From: Jesper Dangaard Brouer <jbrouer@xxxxxxxxxx>
Date: Mon, 22 May 2023 13:41:43 +0200
On 19/05/2023 18.35, Alexander Lobakin wrote:
From: Jesper Dangaard Brouer <jbrouer@xxxxxxxxxx>
Date: Tue, 16 May 2023 17:35:27 +0200
[...]
Not talking about your changes (in this patch).
I'm realizing that SKBs using metadata area will have a performance hit
due to accessing another cacheline (the meta_len in skb_shared_info).
IIRC Daniel complained about this performance hit (in the past), I guess
this explains it. IIRC Cilium changed to use percpu variables/datastore
to workaround this.
Why should we compare metadata of skbs on GRO anyway? I was disabling it
the old hints series (conditionally, if driver asks), moreover...
...if metadata contains full checksum, GRO will be broken completely due
to this comparison (or any other frame-unique fields. VLAN tags and
hashes are okay).
The whole xdp_metalen_invalid() gets expanded into:
return (metalen % 4) || metalen > 255;
at compile-time. All those typeof shenanigans are only to not open-code
meta_len's type/size/max.
But only use for SKBs that gets created from xdp with metadata, right?

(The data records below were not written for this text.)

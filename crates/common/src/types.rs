use serde::{Deserialize, Deserializer, Serialize, Serializer};
use std::fmt;
use std::str::FromStr;

pub const HASH_LENGTH: usize = 32;
pub const ADDRESS_LENGTH: usize = 20;

fn decode_fixed<const N: usize>(s: &str) -> Result<[u8; N], hex::FromHexError> {
    let stripped = s.strip_prefix("0x").unwrap_or(s);
    let bytes = hex::decode(stripped)?;
    if bytes.len() != N {
        return Err(hex::FromHexError::InvalidStringLength);
    }
    let mut arr = [0u8; N];
    arr.copy_from_slice(&bytes);
    Ok(arr)
}

// --- NewTypes ---

/// 32-byte transaction or block hash, displayed as 0x-prefixed hex.
#[derive(Clone, Copy, PartialEq, Eq, Hash, Default)]
pub struct Hash(pub [u8; HASH_LENGTH]);

impl Hash {
    pub fn from_hex(s: &str) -> Result<Self, hex::FromHexError> {
        decode_fixed(s).map(Hash)
    }
}

impl fmt::Debug for Hash {
    fn fmt(&self, f: &mut fmt::Formatter<'_>) -> fmt::Result {
        write!(f, "Hash(0x{})", hex::encode(self.0))
    }
}

impl fmt::Display for Hash {
    fn fmt(&self, f: &mut fmt::Formatter<'_>) -> fmt::Result {
        write!(f, "0x{}", hex::encode(self.0))
    }
}

impl FromStr for Hash {
    type Err = hex::FromHexError;

    fn from_str(s: &str) -> Result<Self, Self::Err> {
        Self::from_hex(s)
    }
}

impl Serialize for Hash {
    fn serialize<S>(&self, serializer: S) -> Result<S::Ok, S::Error>
    where
        S: Serializer,
    {
        serializer.serialize_str(&self.to_string())
    }
}

impl<'de> Deserialize<'de> for Hash {
    fn deserialize<D>(deserializer: D) -> Result<Self, D::Error>
    where
        D: Deserializer<'de>,
    {
        let s = String::deserialize(deserializer)?;
        Hash::from_hex(&s).map_err(serde::de::Error::custom)
    }
}

/// 20-byte account address, displayed as 0x-prefixed hex.
#[derive(Clone, Copy, PartialEq, Eq, Hash, Default)]
pub struct Address(pub [u8; ADDRESS_LENGTH]);

impl Address {
    pub fn from_hex(s: &str) -> Result<Self, hex::FromHexError> {
        decode_fixed(s).map(Address)
    }
}

impl fmt::Debug for Address {
    fn fmt(&self, f: &mut fmt::Formatter<'_>) -> fmt::Result {
        write!(f, "Address(0x{})", hex::encode(self.0))
    }
}

impl fmt::Display for Address {
    fn fmt(&self, f: &mut fmt::Formatter<'_>) -> fmt::Result {
        write!(f, "0x{}", hex::encode(self.0))
    }
}

impl FromStr for Address {
    type Err = hex::FromHexError;

    fn from_str(s: &str) -> Result<Self, Self::Err> {
        Self::from_hex(s)
    }
}

impl Serialize for Address {
    fn serialize<S>(&self, serializer: S) -> Result<S::Ok, S::Error>
    where
        S: Serializer,
    {
        serializer.serialize_str(&self.to_string())
    }
}

impl<'de> Deserialize<'de> for Address {
    fn deserialize<D>(deserializer: D) -> Result<Self, D::Error>
    where
        D: Deserializer<'de>,
    {
        let s = String::deserialize(deserializer)?;
        Address::from_hex(&s).map_err(serde::de::Error::custom)
    }
}
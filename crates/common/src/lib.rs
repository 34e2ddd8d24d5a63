//! Shared types for the OBX faucet service.

pub mod types;

pub use types::{Address, Hash, ADDRESS_LENGTH, HASH_LENGTH};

Normal netstack processing actually access this skb_shinfo->meta_len in
gro_list_prepare(). As the caller dev_gro_receive() later access other
memory in skb_shared_info, then the GRO code path already takes this hit
to begin with.
You access skb_shinfo() often even before running XDP program, for
example, when a frame is multi-buffer. Plus HW timestamps are also
there, and so on.